### Given entries

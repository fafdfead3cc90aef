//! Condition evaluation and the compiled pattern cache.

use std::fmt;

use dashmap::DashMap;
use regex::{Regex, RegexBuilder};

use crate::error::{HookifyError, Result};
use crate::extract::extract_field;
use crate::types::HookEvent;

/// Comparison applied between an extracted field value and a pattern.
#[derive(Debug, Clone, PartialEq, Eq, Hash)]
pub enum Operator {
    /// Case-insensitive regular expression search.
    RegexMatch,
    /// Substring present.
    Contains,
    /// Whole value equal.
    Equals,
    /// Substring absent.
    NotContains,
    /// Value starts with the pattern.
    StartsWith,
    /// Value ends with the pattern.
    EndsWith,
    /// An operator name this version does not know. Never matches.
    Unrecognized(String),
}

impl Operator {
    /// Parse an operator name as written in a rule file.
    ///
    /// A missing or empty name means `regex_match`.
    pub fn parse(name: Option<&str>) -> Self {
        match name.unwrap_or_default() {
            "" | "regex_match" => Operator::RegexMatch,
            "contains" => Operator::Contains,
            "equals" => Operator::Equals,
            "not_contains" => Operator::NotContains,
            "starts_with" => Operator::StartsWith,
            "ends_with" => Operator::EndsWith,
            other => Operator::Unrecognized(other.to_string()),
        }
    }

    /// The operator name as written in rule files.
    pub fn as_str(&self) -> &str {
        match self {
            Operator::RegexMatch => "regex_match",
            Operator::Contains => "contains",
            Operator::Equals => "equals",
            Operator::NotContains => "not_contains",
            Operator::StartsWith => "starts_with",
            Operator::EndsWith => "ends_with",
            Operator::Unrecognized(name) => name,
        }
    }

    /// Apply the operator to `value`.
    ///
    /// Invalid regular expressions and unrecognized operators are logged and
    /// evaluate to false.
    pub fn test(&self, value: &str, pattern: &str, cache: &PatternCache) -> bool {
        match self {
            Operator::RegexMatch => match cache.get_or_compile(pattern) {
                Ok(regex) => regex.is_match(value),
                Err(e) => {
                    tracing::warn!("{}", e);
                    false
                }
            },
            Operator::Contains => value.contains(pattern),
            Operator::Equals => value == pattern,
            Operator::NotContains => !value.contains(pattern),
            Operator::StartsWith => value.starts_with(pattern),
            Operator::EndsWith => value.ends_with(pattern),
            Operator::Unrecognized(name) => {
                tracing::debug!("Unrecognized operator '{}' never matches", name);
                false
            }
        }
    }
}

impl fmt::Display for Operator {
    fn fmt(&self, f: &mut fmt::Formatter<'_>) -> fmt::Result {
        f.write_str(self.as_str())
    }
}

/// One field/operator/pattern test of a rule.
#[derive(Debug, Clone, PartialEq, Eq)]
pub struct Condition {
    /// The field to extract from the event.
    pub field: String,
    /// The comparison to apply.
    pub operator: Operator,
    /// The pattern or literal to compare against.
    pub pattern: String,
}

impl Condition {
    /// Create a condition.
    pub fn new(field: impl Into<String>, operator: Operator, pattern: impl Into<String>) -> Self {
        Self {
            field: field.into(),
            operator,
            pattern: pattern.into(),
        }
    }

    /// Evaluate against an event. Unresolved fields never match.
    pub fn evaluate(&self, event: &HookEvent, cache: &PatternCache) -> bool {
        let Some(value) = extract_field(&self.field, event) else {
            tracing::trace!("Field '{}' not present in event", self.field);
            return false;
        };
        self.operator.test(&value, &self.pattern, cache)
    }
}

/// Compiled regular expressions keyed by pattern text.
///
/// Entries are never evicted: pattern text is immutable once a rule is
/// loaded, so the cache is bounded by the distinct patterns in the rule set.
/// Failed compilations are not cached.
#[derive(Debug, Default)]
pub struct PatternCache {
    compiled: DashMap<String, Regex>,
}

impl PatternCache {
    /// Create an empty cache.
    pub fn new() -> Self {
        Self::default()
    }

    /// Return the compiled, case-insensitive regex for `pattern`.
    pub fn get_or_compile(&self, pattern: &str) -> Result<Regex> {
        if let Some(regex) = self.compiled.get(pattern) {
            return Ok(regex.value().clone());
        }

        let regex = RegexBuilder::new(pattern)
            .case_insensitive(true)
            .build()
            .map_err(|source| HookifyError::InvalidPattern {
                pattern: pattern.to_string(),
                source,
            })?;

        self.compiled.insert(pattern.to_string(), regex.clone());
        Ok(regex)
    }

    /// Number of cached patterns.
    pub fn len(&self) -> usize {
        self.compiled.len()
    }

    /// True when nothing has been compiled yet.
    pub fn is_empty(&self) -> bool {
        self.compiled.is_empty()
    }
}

### What you will do
In the material above, find each line that contains the word "NotContains", and select it.

### Expected answer
    NotContains,
            "not_contains" => Operator::NotContains,
            Operator::NotContains => "not_contains",
            Operator::NotContains => !value.contains(pattern),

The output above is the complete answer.